Eduardo Souto de Moura (Porto, Portugal, 1952), Pritzker Prize laureate of 2011, talks with his fellow architect and former dean of the Helsinki University of Technology, Juhani Pallasmaa (Hämeenlinna, Finland, 1936) about the influence of their countries in today’s architectural panorama.

The architect and the critic conversed at the San Fernando Fine Arts Academy in Madrid.

Juhani Pallasmaa: We both come from countries considered the periphery of Europe. I have always felt that the peripheral condition is a very positive one, since one can observe from a critical distance and also with certain delay. Which events would you say are changing this center-versus-periphery concept in Europe and the world?

Eduardo Souto de Moura: I was educated in this concept of periphery. I used to talk a lot with Siza about the culture of the local, and think that back then it was logical, but it is no longer so.
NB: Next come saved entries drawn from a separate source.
//! Company Model

use serde::{Deserialize, Serialize};
use std::fmt;

/// Company (empresa) that receives deliveries for its employees
#[derive(Debug, Clone, Serialize, Deserialize)]
#[cfg_attr(feature = "db", derive(sqlx::FromRow))]
pub struct Company {
    pub id: i64,
    pub code: String,
    pub name: String,
    /// Delivery address
    pub address: Option<String>,
    /// Tax identifier (CIF), unique
    pub cif: String,
}

impl fmt::Display for Company {
    fn fmt(&self, f: &mut fmt::Formatter<'_>) -> fmt::Result {
        write!(f, "{} - {}", self.name, self.address.as_deref().unwrap_or(""))
    }
}

/// Create company payload
#[derive(Debug, Clone, Serialize, Deserialize)]
pub struct CompanyCreate {
    pub code: String,
    pub name: String,
    pub address: Option<String>,
    pub cif: String,
}

/// Update company payload
#[derive(Debug, Clone, Default, Serialize, Deserialize)]
pub struct CompanyUpdate {
    pub code: Option<String>,
    pub name: Option<String>,
    pub address: Option<String>,
    pub cif: Option<String>,
}
//! One-shot page messages carried in a cookie across a redirect
//!
//! The cookie holds URL-safe base64 of the JSON message, which keeps the value
//! inside the RFC 6265 cookie-octet set whatever the message text is.

use axum::response::Redirect;
use base64::{Engine as _, engine::general_purpose::URL_SAFE_NO_PAD};
use serde::{Deserialize, Serialize};
use tower_cookies::{Cookie, Cookies};

const FLASH_COOKIE_NAME: &str = "_flash";

/// Flash message rendered by `base.html.tera`
#[derive(Debug, Clone, PartialEq, Eq, Serialize, Deserialize)]
pub struct FlashData {
    /// success | warning | error
    pub kind: String,
    pub message: String,
}

impl FlashData {
    pub fn success(message: impl Into<String>) -> Self {
        Self {
            kind: "success".to_owned(),
            message: message.into(),
        }
    }

    pub fn warning(message: impl Into<String>) -> Self {
        Self {
            kind: "warning".to_owned(),
            message: message.into(),
        }
    }

    pub fn error(message: impl Into<String>) -> Self {
        Self {
            kind: "error".to_owned(),
            message: message.into(),
        }
    }

    fn encode(&self) -> Option<String> {
        let json = serde_json::to_vec(self).ok()?;
        Some(URL_SAFE_NO_PAD.encode(json))
    }

    fn decode(value: &str) -> Option<Self> {
        let json = URL_SAFE_NO_PAD.decode(value).ok()?;
        serde_json::from_slice(&json).ok()
    }
}

/// Read and clear the flash cookie; a tampered value is dropped silently
pub fn take_flash(cookies: &Cookies) -> Option<FlashData> {
    let flash_cookie = cookies.get(FLASH_COOKIE_NAME)?;
    let mut removal = Cookie::from(FLASH_COOKIE_NAME);
    removal.set_path("/");
    cookies.remove(removal);

    FlashData::decode(flash_cookie.value())
}

pub fn set_flash(cookies: &Cookies, data: &FlashData) {
    let Some(value) = data.encode() else {
        return;
    };
    let mut cookie = Cookie::new(FLASH_COOKIE_NAME, value);
    cookie.set_path("/");
    cookies.add(cookie);
}

/// Store `data` and answer with a 303 to `location`
pub fn redirect_with(cookies: &Cookies, location: &str, data: FlashData) -> Redirect {
    set_flash(cookies, &data);
    Redirect::to(location)
}

#[cfg(test)]
mod tests {
    use super::*;

    fn is_cookie_octet(b: u8) -> bool {
        matches!(b, 0x21 | 0x23..=0x2B | 0x2D..=0x3A | 0x3C..=0x5B | 0x5D..=0x7E)
    }

    #[test]
    fn test_encoded_value_is_a_valid_cookie_value() {
        let flash = FlashData::warning("Tu carrito está vacío.");
        let value = flash.encode().unwrap();
        assert!(value.bytes().all(is_cookie_octet), "{value}");
        assert_eq!(FlashData::decode(&value), Some(flash));
    }

    #[test]
    fn test_garbage_is_ignored() {
        assert_eq!(FlashData::decode("not base64!"), None);
        let not_json = URL_SAFE_NO_PAD.encode("plain text");
        assert_eq!(FlashData::decode(&not_json), None);
    }
}
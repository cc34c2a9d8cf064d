//! Production Models
//!
//! Derived metrics (completion, total cost, efficiency) are computed at read
//! time from stored quantities and costs; nothing derived is persisted.

use chrono::{DateTime, NaiveDate, Utc};
use rust_decimal::Decimal;
use serde::{Deserialize, Serialize};

use crate::money;

/// Lifecycle of a production batch
#[derive(Debug, Clone, Copy, Default, PartialEq, Eq, Hash, Serialize, Deserialize)]
#[serde(rename_all = "SCREAMING_SNAKE_CASE")]
#[cfg_attr(feature = "db", derive(sqlx::Type))]
#[cfg_attr(
    feature = "db",
    sqlx(type_name = "production_status", rename_all = "SCREAMING_SNAKE_CASE")
)]
pub enum ProductionStatus {
    #[default]
    Planificada,
    EnProceso,
    Completada,
    Cancelada,
}

impl ProductionStatus {
    pub const fn display_name(&self) -> &'static str {
        match self {
            ProductionStatus::Planificada => "Planificada",
            ProductionStatus::EnProceso => "En proceso",
            ProductionStatus::Completada => "Completada",
            ProductionStatus::Cancelada => "Cancelada",
        }
    }

    /// Planned or in progress
    pub const fn is_active(&self) -> bool {
        matches!(self, ProductionStatus::Planificada | ProductionStatus::EnProceso)
    }
}

/// Traffic-light band for progress indicators
#[derive(Debug, Clone, Copy, PartialEq, Eq, Serialize, Deserialize)]
#[serde(rename_all = "lowercase")]
pub enum Band {
    Green,
    Orange,
    Red,
}

impl Band {
    fn from_thresholds(value: Decimal, green: Decimal, orange: Decimal) -> Self {
        if value >= green {
            Band::Green
        } else if value >= orange {
            Band::Orange
        } else {
            Band::Red
        }
    }
}

/// Production batch (producción) row
#[derive(Debug, Clone, Serialize, Deserialize)]
#[cfg_attr(feature = "db", derive(sqlx::FromRow))]
pub struct Production {
    pub id: i64,
    pub dish_id: i64,
    pub dish_name: String,
    pub dish_code: String,
    pub planned_quantity: i32,
    pub produced_quantity: i32,
    pub planned_date: NaiveDate,
    pub started_at: Option<DateTime<Utc>>,
    pub completed_at: Option<DateTime<Utc>>,
    pub status: ProductionStatus,
    pub responsible_id: Option<i64>,
    pub responsible_username: Option<String>,
    pub ingredient_cost: Decimal,
    pub labour_cost: Decimal,
    pub other_costs: Decimal,
    pub notes: Option<String>,
    pub created_at: DateTime<Utc>,
    pub updated_at: DateTime<Utc>,
}

impl Production {
    /// `produced / planned * 100`, 0 when nothing was planned
    pub fn completion_percent(&self) -> Decimal {
        money::percent(
            Decimal::from(self.produced_quantity),
            Decimal::from(self.planned_quantity),
        )
    }

    pub fn total_cost(&self) -> Decimal {
        self.ingredient_cost + self.labour_cost + self.other_costs
    }

    /// Completion capped at 100, only for completed batches
    pub fn efficiency(&self) -> Decimal {
        if self.status != ProductionStatus::Completada {
            return Decimal::ZERO;
        }
        self.completion_percent().min(Decimal::ONE_HUNDRED)
    }

    /// Cost per produced unit, `None` until something was produced
    pub fn unit_cost(&self) -> Option<Decimal> {
        (self.produced_quantity > 0)
            .then(|| money::round_money(self.total_cost() / Decimal::from(self.produced_quantity)))
    }

    /// >= 100 green, >= 50 orange, else red
    pub fn completion_band(&self) -> Band {
        Band::from_thresholds(
            self.completion_percent(),
            Decimal::ONE_HUNDRED,
            Decimal::from(50),
        )
    }

    /// >= 80 green, >= 60 orange, else red
    pub fn efficiency_band(&self) -> Band {
        Band::from_thresholds(self.efficiency(), Decimal::from(80), Decimal::from(60))
    }
}

/// Production row with derived metrics, as returned by the back office
#[derive(Debug, Clone, Serialize, Deserialize)]
pub struct ProductionView {
    #[serde(flatten)]
    pub production: Production,
    pub completion_percent: Decimal,
    pub completion_band: Band,
    pub total_cost: Decimal,
    pub efficiency: Decimal,
    pub efficiency_band: Band,
    pub unit_cost: Option<Decimal>,
}

impl From<Production> for ProductionView {
    fn from(production: Production) -> Self {
        Self {
            completion_percent: money::round_money(production.completion_percent()),
            completion_band: production.completion_band(),
            total_cost: production.total_cost(),
            efficiency: money::round_money(production.efficiency()),
            efficiency_band: production.efficiency_band(),
            unit_cost: production.unit_cost(),
            production,
        }
    }
}

/// Create production payload
#[derive(Debug, Clone, Serialize, Deserialize)]
pub struct ProductionCreate {
    pub dish_id: i64,
    pub planned_quantity: i32,
    pub produced_quantity: Option<i32>,
    pub planned_date: NaiveDate,
    pub status: Option<ProductionStatus>,
    pub responsible_id: Option<i64>,
    pub ingredient_cost: Option<Decimal>,
    pub labour_cost: Option<Decimal>,
    pub other_costs: Option<Decimal>,
    pub notes: Option<String>,
}

/// Update production payload
#[derive(Debug, Clone, Default, Serialize, Deserialize)]
pub struct ProductionUpdate {
    pub planned_quantity: Option<i32>,
    pub produced_quantity: Option<i32>,
    pub planned_date: Option<NaiveDate>,
    pub status: Option<ProductionStatus>,
    pub responsible_id: Option<i64>,
    pub ingredient_cost: Option<Decimal>,
    pub labour_cost: Option<Decimal>,
    pub other_costs: Option<Decimal>,
    pub notes: Option<String>,
}

/// Export row for production spreadsheets
#[derive(Debug, Clone, Serialize, Deserialize)]
pub struct ProductionExportRow {
    pub dish: String,
    pub dish_code: String,
    pub planned_quantity: i32,
    pub produced_quantity: i32,
    pub planned_date: NaiveDate,
    pub status: String,
    pub responsible: String,
    pub ingredient_cost: Decimal,
    pub labour_cost: Decimal,
    pub other_costs: Decimal,
    pub total_cost: Decimal,
    pub completion_percent: Decimal,
    pub efficiency: Decimal,
}

impl From<&Production> for ProductionExportRow {
    fn from(p: &Production) -> Self {
        Self {
            dish: p.dish_name.clone(),
            dish_code: p.dish_code.clone(),
            planned_quantity: p.planned_quantity,
            produced_quantity: p.produced_quantity,
            planned_date: p.planned_date,
            status: p.status.display_name().to_string(),
            responsible: p.responsible_username.clone().unwrap_or_default(),
            ingredient_cost: p.ingredient_cost,
            labour_cost: p.labour_cost,
            other_costs: p.other_costs,
            total_cost: p.total_cost(),
            completion_percent: money::round_money(p.completion_percent()),
            efficiency: money::round_money(p.efficiency()),
        }
    }
}

/// Production dashboard counters
#[derive(Debug, Clone, Serialize, Deserialize)]
pub struct ProductionDashboard {
    pub active_batches: i64,
    pub completed_today: i64,
    pub critical_inventory: i64,
    pub average_efficiency: Decimal,
}

/// Average efficiency over completed batches, 0 when there are none
pub fn average_efficiency(batches: &[Production]) -> Decimal {
    let completed: Vec<Decimal> = batches
        .iter()
        .filter(|p| p.status == ProductionStatus::Completada)
        .map(Production::efficiency)
        .collect();
    if completed.is_empty() {
        return Decimal::ZERO;
    }
    let sum: Decimal = completed.iter().copied().sum();
    money::round_money(sum / Decimal::from(completed.len()))
}
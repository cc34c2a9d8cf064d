//! Inventory movements
//!
//! Recording a movement locks the lot row, applies the signed quantity and
//! inserts the movement in one transaction.

use shared::error::{AppError, ErrorCode};
use shared::models::{InventoryMovement, MovementCreate, apply_movement};
use sqlx::PgPool;

use crate::error::ServiceResult;
use crate::util::{MAX_NOTE_LEN, validate_optional_text};

const MOVEMENT_SELECT: &str = r#"
    SELECT m.id, m.lot_id, d.name AS dish_name, m.movement_type, m.quantity, m.reason,
           m.responsible_id, u.username AS responsible_username, m.moved_at
    FROM inventory_movements m
    JOIN inventory_lots l ON l.id = m.lot_id
    JOIN dishes d ON d.id = l.dish_id
    LEFT JOIN users u ON u.id = m.responsible_id
"#;

/// Newest first, optionally for one lot
pub async fn list(pool: &PgPool, lot_id: Option<i64>) -> ServiceResult<Vec<InventoryMovement>> {
    let sql = format!(
        "{MOVEMENT_SELECT} WHERE ($1::BIGINT IS NULL OR m.lot_id = $1) ORDER BY m.moved_at DESC, m.id DESC"
    );
    let rows: Vec<InventoryMovement> = sqlx::query_as(&sql).bind(lot_id).fetch_all(pool).await?;
    Ok(rows)
}

pub async fn get(pool: &PgPool, id: i64) -> ServiceResult<InventoryMovement> {
    let sql = format!("{MOVEMENT_SELECT} WHERE m.id = $1");
    let row: Option<InventoryMovement> = sqlx::query_as(&sql).bind(id).fetch_optional(pool).await?;
    row.ok_or_else(|| AppError::new(ErrorCode::MovementNotFound).into())
}

/// Apply a movement to its lot; a result below zero fails with `InsufficientStock`
pub async fn record(
    pool: &PgPool,
    data: &MovementCreate,
    responsible_id: Option<i64>,
) -> ServiceResult<InventoryMovement> {
    if data.quantity == 0 {
        return Err(AppError::with_message(
            ErrorCode::ValueOutOfRange,
            "Movement quantity must not be zero",
        )
        .into());
    }
    validate_optional_text(&Some(data.reason.clone()), "reason", MAX_NOTE_LEN)?;

    let mut tx = pool.begin().await?;

    let available: Option<i32> = sqlx::query_scalar(
        "SELECT available_quantity FROM inventory_lots WHERE id = $1 FOR UPDATE",
    )
    .bind(data.lot_id)
    .fetch_optional(&mut *tx)
    .await?;
    let available = available.ok_or_else(|| AppError::new(ErrorCode::InventoryNotFound))?;
    let remaining = apply_movement(data.lot_id, available, data.quantity)?;

    sqlx::query(
        "UPDATE inventory_lots SET available_quantity = $1, updated_at = now() WHERE id = $2",
    )
    .bind(remaining)
    .bind(data.lot_id)
    .execute(&mut *tx)
    .await?;

    let (id,): (i64,) = sqlx::query_as(
        r#"
        INSERT INTO inventory_movements (lot_id, movement_type, quantity, reason, responsible_id)
        VALUES ($1, $2, $3, $4, $5)
        RETURNING id
        "#,
    )
    .bind(data.lot_id)
    .bind(data.movement_type)
    .bind(data.quantity)
    .bind(data.reason.trim())
    .bind(responsible_id)
    .fetch_one(&mut *tx)
    .await?;

    tx.commit().await?;

    tracing::info!(
        movement_id = id,
        lot_id = data.lot_id,
        movement_type = data.movement_type.display_name(),
        quantity = data.quantity,
        remaining,
        "Inventory movement recorded"
    );
    get(pool, id).await
}
//! Order History Models and exports

use chrono::NaiveDate;
use serde::{Deserialize, Serialize};
use std::collections::{BTreeMap, BTreeSet};

use super::weekday::Weekday;

/// One ordered dish per cart line at checkout (pedido histórico)
#[derive(Debug, Clone, Serialize, Deserialize)]
#[cfg_attr(feature = "db", derive(sqlx::FromRow))]
pub struct OrderHistoryEntry {
    pub id: i64,
    pub user_id: i64,
    pub username: String,
    pub dish_id: i64,
    pub dish_name: String,
    pub quantity: i32,
    pub weekday: Weekday,
    pub issued_on: NaiveDate,
}

/// Row of the weekday x dish pivot
#[derive(Debug, Clone, PartialEq, Serialize, Deserialize)]
pub struct PivotRow {
    pub weekday: Weekday,
    pub day_name: String,
    /// One quantity per entry of [`WeekdayPivot::dishes`]
    pub quantities: Vec<i64>,
}

/// Ordered quantities per weekday (rows) and dish (columns)
#[derive(Debug, Clone, PartialEq, Serialize, Deserialize)]
pub struct WeekdayPivot {
    /// Column headers, sorted by name
    pub dishes: Vec<String>,
    /// Only weekdays that have orders, Monday first
    pub rows: Vec<PivotRow>,
}

impl WeekdayPivot {
    /// Sum quantities per (weekday, dish); missing cells are 0
    pub fn build(entries: &[OrderHistoryEntry]) -> Self {
        let dishes: Vec<String> = entries
            .iter()
            .map(|e| e.dish_name.clone())
            .collect::<BTreeSet<_>>()
            .into_iter()
            .collect();

        let mut cells: BTreeMap<Weekday, Vec<i64>> = BTreeMap::new();
        for entry in entries {
            let Ok(col) = dishes.binary_search(&entry.dish_name) else {
                continue;
            };
            let row = cells
                .entry(entry.weekday)
                .or_insert_with(|| vec![0; dishes.len()]);
            row[col] += i64::from(entry.quantity);
        }

        let rows = cells
            .into_iter()
            .map(|(weekday, quantities)| PivotRow {
                weekday,
                day_name: weekday.display_name().to_string(),
                quantities,
            })
            .collect();

        Self { dishes, rows }
    }
}

/// Delivery row joined with the ordering client and company
#[derive(Debug, Clone, Serialize, Deserialize)]
#[cfg_attr(feature = "db", derive(sqlx::FromRow))]
pub struct ShippingSource {
    pub username: String,
    pub client_name: Option<String>,
    pub phone: Option<String>,
    pub is_private: Option<bool>,
    pub private_address: Option<String>,
    pub company_name: Option<String>,
    pub company_address: Option<String>,
    pub dish_name: String,
    pub quantity: i32,
    pub weekday: Weekday,
}

/// Shipping export row
#[derive(Debug, Clone, PartialEq, Serialize, Deserialize)]
pub struct ShippingRow {
    pub name: String,
    pub phone: String,
    pub company: String,
    pub address: String,
    pub dish: String,
    pub quantity: i32,
    pub day: String,
}

impl From<ShippingSource> for ShippingRow {
    fn from(src: ShippingSource) -> Self {
        let has_client = src.client_name.is_some();
        let is_private = src.is_private.unwrap_or(false);

        let company = match (&src.company_name, has_client && is_private) {
            (Some(name), _) => name.clone(),
            (None, true) => "Particular".to_string(),
            (None, false) => String::new(),
        };
        let address = if has_client && is_private {
            src.private_address.unwrap_or_default()
        } else {
            src.company_address.unwrap_or_default()
        };

        Self {
            name: src.client_name.unwrap_or(src.username),
            phone: src.phone.unwrap_or_default(),
            company,
            address,
            dish: src.dish_name,
            quantity: src.quantity,
            day: src.weekday.display_name().to_string(),
        }
    }
}

#[cfg(test)]
mod tests {
    use super::*;

    fn entry(dish: &str, quantity: i32, weekday: Weekday) -> OrderHistoryEntry {
        OrderHistoryEntry {
            id: 0,
            user_id: 1,
            username: "ana".to_string(),
            dish_id: 0,
            dish_name: dish.to_string(),
            quantity,
            weekday,
            issued_on: NaiveDate::from_ymd_opt(2025, 3, 10).unwrap(),
        }
    }

    #[test]
    fn test_pivot_orders_days_and_fills_zeros() {
        let entries = vec![
            entry("Paella", 2, Weekday::Vie),
            entry("Lentejas", 1, Weekday::Lun),
            entry("Paella", 3, Weekday::Vie),
            entry("Albóndigas", 4, Weekday::Lun),
        ];
        let pivot = WeekdayPivot::build(&entries);

        assert_eq!(pivot.dishes, vec!["Albóndigas", "Lentejas", "Paella"]);
        assert_eq!(pivot.rows.len(), 2);
        assert_eq!(pivot.rows[0].day_name, "Lunes");
        assert_eq!(pivot.rows[0].quantities, vec![4, 1, 0]);
        assert_eq!(pivot.rows[1].day_name, "Viernes");
        assert_eq!(pivot.rows[1].quantities, vec![0, 0, 5]);
    }

    #[test]
    fn test_pivot_empty() {
        let pivot = WeekdayPivot::build(&[]);
        assert!(pivot.dishes.is_empty());
        assert!(pivot.rows.is_empty());
    }

    fn source() -> ShippingSource {
        ShippingSource {
            username: "ana".to_string(),
            client_name: Some("Ana Pérez".to_string()),
            phone: Some("600111222".to_string()),
            is_private: Some(false),
            private_address: Some("Calle Mayor 1".to_string()),
            company_name: Some("Acme".to_string()),
            company_address: Some("Polígono 7".to_string()),
            dish_name: "Paella".to_string(),
            quantity: 2,
            weekday: Weekday::Mar,
        }
    }

    #[test]
    fn test_shipping_company_client() {
        let row = ShippingRow::from(source());
        assert_eq!(row.name, "Ana Pérez");
        assert_eq!(row.company, "Acme");
        assert_eq!(row.address, "Polígono 7");
        assert_eq!(row.day, "Martes");
    }

    #[test]
    fn test_shipping_private_client() {
        let row = ShippingRow::from(ShippingSource {
            is_private: Some(true),
            company_name: None,
            company_address: None,
            ..source()
        });
        assert_eq!(row.company, "Particular");
        assert_eq!(row.address, "Calle Mayor 1");
    }

    #[test]
    fn test_shipping_without_client_profile() {
        let row = ShippingRow::from(ShippingSource {
            client_name: None,
            phone: None,
            is_private: None,
            private_address: None,
            company_name: None,
            company_address: None,
            ..source()
        });
        assert_eq!(row.name, "ana");
        assert_eq!(row.phone, "");
        assert_eq!(row.company, "");
        assert_eq!(row.address, "");
    }
}
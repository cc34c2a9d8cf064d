//! Dish catalogue for authenticated users

use axum::Json;
use axum::extract::{Path, Query, State};
use serde::Deserialize;
use shared::models::{BestSeller, Dish, DishGroup, DishStatus};

use super::ApiResult;
use crate::db::dishes;
use crate::state::AppState;

pub const BEST_SELLERS_LIMIT: i64 = 10;

#[derive(Debug, Default, Deserialize)]
pub struct DishQuery {
    pub group: Option<DishGroup>,
    pub status: Option<DishStatus>,
}

/// GET /api/dishes?group=&status=
pub async fn list(
    State(state): State<AppState>,
    Query(query): Query<DishQuery>,
) -> ApiResult<Vec<Dish>> {
    let rows = dishes::list(&state.pool, query.group, query.status).await?;
    Ok(Json(rows))
}

/// GET /api/dishes/{id}
pub async fn get(State(state): State<AppState>, Path(id): Path<i64>) -> ApiResult<Dish> {
    Ok(Json(dishes::require(&state.pool, id).await?))
}

/// GET /api/dishes/best-sellers
pub async fn best_sellers(State(state): State<AppState>) -> ApiResult<Vec<BestSeller>> {
    let rows = dishes::best_sellers(&state.pool, BEST_SELLERS_LIMIT).await?;
    Ok(Json(rows))
}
Today it is easier to get to Paris than to travel to some regions in my own country, like Évora, basically because I have to go by car and it takes five hours instead of the two-hour plane to Paris. The concept of distance has changed. In architecture it is very similar. I remember one of my first projects, the Braga Market, where I designed a 100-meter-long concrete wall. The mayor told me then: “Eduardo, this is very expensive. Can you do it cheaper? In stone, for example?”

This anecdote is interesting because Jacques Herzog, who once heard me explain the project, was surprised about how rich Portugal was, building, as we were, in stone in 1984, something impossible to imagine in Switzerland. In this model, local stone is cheaper but local wood, for example, costs twice what it would cost in the north of Spain – I go to Vilagarcía de Arousa to buy American pinewood.

Siza, like most architects from Porto, was much influenced by the work of Alvar Aalto because he defended the use of local materials. This idea created an anti-avant-garde culture in the city, so the movement arrived later in Portugal, being, as it is, a peripheral country. Even so, I am still quite skeptical about this concept of periphery. 

JP: I think this question of identity is very interesting and important. I have been traveling the world since I was veryyoung – I am currently on my 86th trip around the globe – and the more I see, the more I feel my roots, the more I enjoy coming back home. Alvar Aalto made the point in a couple of interviews and essays, stating that local and universal are not opposites.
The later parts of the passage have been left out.